» Available records:
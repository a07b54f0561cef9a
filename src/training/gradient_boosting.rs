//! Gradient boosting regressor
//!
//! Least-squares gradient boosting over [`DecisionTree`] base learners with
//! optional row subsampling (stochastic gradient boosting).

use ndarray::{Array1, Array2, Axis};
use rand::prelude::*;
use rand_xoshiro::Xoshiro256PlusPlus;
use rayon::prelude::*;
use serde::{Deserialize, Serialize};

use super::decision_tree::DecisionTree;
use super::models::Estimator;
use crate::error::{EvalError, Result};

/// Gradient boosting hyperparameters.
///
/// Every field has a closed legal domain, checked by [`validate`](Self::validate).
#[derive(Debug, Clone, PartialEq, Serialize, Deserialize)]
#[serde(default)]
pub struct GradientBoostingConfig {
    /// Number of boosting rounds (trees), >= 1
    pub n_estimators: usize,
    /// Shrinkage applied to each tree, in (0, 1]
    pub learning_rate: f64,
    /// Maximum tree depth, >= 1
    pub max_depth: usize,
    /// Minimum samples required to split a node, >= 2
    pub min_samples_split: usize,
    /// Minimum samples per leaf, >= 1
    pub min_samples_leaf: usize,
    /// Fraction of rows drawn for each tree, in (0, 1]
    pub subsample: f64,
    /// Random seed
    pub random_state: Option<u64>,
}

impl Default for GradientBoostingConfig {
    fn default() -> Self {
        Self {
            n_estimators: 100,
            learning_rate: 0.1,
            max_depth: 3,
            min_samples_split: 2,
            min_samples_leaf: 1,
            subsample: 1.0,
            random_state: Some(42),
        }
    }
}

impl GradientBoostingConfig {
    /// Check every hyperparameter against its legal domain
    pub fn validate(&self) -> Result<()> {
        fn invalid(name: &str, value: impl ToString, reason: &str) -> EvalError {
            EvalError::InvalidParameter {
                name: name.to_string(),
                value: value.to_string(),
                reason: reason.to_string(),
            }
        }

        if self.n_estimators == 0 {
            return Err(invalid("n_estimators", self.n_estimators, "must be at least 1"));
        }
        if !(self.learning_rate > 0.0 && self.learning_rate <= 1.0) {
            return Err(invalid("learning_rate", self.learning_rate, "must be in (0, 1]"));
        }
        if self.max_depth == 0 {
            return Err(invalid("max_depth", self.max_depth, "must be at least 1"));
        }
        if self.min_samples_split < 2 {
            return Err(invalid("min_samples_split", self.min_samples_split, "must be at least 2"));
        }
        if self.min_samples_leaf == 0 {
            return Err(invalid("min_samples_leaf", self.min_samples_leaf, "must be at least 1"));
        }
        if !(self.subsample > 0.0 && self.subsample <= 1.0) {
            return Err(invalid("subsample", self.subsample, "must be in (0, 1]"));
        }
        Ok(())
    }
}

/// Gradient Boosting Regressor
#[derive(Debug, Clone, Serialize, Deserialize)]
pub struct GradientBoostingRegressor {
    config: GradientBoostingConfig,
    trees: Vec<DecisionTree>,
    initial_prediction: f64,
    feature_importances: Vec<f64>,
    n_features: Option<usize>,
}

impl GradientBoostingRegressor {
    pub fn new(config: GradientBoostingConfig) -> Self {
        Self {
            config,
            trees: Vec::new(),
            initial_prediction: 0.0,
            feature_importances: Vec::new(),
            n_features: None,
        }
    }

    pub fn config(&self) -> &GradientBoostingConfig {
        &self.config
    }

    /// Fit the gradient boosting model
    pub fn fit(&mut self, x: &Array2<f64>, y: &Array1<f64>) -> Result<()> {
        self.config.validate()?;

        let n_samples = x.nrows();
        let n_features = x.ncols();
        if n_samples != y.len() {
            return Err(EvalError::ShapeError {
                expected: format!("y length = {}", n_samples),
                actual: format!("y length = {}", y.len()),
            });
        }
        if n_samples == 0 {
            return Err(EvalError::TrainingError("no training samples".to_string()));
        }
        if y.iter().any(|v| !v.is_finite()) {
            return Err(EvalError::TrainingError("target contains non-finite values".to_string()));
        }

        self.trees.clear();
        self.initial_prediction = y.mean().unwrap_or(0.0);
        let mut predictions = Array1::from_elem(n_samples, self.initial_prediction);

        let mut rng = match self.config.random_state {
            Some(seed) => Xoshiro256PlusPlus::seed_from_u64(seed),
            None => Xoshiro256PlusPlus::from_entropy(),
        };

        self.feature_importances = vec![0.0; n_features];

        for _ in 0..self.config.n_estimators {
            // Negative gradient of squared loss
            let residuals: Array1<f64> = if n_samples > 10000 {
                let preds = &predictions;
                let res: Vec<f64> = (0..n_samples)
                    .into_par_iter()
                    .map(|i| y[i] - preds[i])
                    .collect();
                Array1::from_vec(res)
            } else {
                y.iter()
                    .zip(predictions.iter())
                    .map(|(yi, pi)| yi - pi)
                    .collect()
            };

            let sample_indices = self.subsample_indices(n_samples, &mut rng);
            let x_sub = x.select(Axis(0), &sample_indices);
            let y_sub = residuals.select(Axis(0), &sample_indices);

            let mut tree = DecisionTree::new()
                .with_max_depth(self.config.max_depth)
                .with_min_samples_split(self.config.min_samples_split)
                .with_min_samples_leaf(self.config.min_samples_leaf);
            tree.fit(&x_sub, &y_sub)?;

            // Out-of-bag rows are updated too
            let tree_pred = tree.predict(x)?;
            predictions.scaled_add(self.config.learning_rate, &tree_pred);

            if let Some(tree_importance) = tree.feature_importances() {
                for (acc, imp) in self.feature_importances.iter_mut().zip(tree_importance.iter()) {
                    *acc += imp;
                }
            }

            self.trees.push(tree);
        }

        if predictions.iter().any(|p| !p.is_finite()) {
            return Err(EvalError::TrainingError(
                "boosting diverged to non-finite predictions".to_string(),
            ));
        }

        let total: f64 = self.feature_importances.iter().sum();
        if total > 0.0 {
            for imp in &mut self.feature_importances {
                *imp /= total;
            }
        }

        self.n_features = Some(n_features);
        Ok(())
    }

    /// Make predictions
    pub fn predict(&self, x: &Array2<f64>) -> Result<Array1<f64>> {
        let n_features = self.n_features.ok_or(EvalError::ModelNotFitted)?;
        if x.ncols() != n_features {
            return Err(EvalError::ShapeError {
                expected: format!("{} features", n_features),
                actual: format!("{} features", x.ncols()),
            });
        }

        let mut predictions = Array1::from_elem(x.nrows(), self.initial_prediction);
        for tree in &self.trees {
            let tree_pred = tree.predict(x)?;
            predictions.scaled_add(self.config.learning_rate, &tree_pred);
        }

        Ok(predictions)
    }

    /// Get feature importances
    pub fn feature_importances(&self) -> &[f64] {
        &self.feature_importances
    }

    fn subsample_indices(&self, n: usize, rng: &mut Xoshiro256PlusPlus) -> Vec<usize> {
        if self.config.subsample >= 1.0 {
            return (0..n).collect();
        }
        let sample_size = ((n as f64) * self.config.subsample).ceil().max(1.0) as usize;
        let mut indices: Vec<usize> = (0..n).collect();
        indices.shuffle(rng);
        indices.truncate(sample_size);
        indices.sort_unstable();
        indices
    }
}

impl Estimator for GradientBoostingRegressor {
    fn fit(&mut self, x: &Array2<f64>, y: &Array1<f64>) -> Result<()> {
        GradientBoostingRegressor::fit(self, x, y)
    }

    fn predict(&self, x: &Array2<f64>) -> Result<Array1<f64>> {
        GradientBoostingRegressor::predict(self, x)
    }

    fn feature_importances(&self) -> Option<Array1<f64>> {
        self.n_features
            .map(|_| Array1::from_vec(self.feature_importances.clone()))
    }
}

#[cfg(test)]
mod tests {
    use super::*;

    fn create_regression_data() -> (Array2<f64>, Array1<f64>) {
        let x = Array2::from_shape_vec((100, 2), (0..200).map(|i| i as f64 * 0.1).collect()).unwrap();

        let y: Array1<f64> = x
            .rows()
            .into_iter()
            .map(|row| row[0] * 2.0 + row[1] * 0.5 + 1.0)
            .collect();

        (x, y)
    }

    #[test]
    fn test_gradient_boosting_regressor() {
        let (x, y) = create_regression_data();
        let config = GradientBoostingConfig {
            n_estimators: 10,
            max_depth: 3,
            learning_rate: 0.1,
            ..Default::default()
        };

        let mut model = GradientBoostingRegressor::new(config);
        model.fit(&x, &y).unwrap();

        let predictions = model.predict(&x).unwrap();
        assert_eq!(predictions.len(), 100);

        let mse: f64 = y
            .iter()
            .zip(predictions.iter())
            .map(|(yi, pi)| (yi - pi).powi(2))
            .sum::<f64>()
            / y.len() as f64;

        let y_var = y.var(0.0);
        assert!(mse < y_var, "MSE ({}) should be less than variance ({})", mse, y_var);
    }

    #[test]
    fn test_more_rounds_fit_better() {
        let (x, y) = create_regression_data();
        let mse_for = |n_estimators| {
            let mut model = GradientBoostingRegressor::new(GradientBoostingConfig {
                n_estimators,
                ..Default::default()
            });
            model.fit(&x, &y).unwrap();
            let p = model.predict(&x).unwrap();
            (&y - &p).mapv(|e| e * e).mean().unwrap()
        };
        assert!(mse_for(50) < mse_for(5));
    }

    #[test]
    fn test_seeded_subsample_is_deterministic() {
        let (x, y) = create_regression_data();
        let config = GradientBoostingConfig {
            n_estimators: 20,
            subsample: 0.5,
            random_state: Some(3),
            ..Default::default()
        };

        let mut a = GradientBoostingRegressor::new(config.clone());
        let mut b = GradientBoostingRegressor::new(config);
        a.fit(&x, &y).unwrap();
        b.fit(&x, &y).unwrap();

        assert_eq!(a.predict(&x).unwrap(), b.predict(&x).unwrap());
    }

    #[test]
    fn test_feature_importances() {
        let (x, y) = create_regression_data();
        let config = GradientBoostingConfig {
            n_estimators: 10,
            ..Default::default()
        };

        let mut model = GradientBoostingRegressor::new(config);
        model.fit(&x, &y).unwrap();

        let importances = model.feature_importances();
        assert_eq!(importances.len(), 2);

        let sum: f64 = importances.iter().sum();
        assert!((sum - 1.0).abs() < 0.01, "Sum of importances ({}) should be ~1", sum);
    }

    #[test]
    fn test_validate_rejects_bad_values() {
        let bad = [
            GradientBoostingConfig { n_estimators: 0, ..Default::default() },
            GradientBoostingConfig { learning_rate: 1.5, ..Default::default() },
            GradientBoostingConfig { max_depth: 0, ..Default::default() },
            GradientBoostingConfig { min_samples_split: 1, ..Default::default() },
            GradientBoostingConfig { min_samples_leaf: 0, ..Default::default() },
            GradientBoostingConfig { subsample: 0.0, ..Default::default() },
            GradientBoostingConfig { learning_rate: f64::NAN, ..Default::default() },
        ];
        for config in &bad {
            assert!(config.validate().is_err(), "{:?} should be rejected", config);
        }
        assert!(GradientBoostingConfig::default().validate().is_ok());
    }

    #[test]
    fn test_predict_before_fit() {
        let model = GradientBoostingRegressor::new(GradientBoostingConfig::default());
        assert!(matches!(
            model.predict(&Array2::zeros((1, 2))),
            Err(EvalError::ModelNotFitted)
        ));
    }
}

» Brief:
Copy the lines from the start of the data verbatim, stopping after the line containing "Every field has".

» Response to this exercise:
repository a07b54f0561cef9a
filename src/training/gradient_boosting.rs
//! Gradient boosting regressor
//!
//! Least-squares gradient boosting over [`DecisionTree`] base learners with
//! optional row subsampling (stochastic gradient boosting).

use ndarray::{Array1, Array2, Axis};
use rand::prelude::*;
use rand_xoshiro::Xoshiro256PlusPlus;
use rayon::prelude::*;
use serde::{Deserialize, Serialize};

use super::decision_tree::DecisionTree;
use super::models::Estimator;
use crate::error::{EvalError, Result};

/// Gradient boosting hyperparameters.
///
/// Every field has a closed legal domain, checked by [`validate`](Self::validate).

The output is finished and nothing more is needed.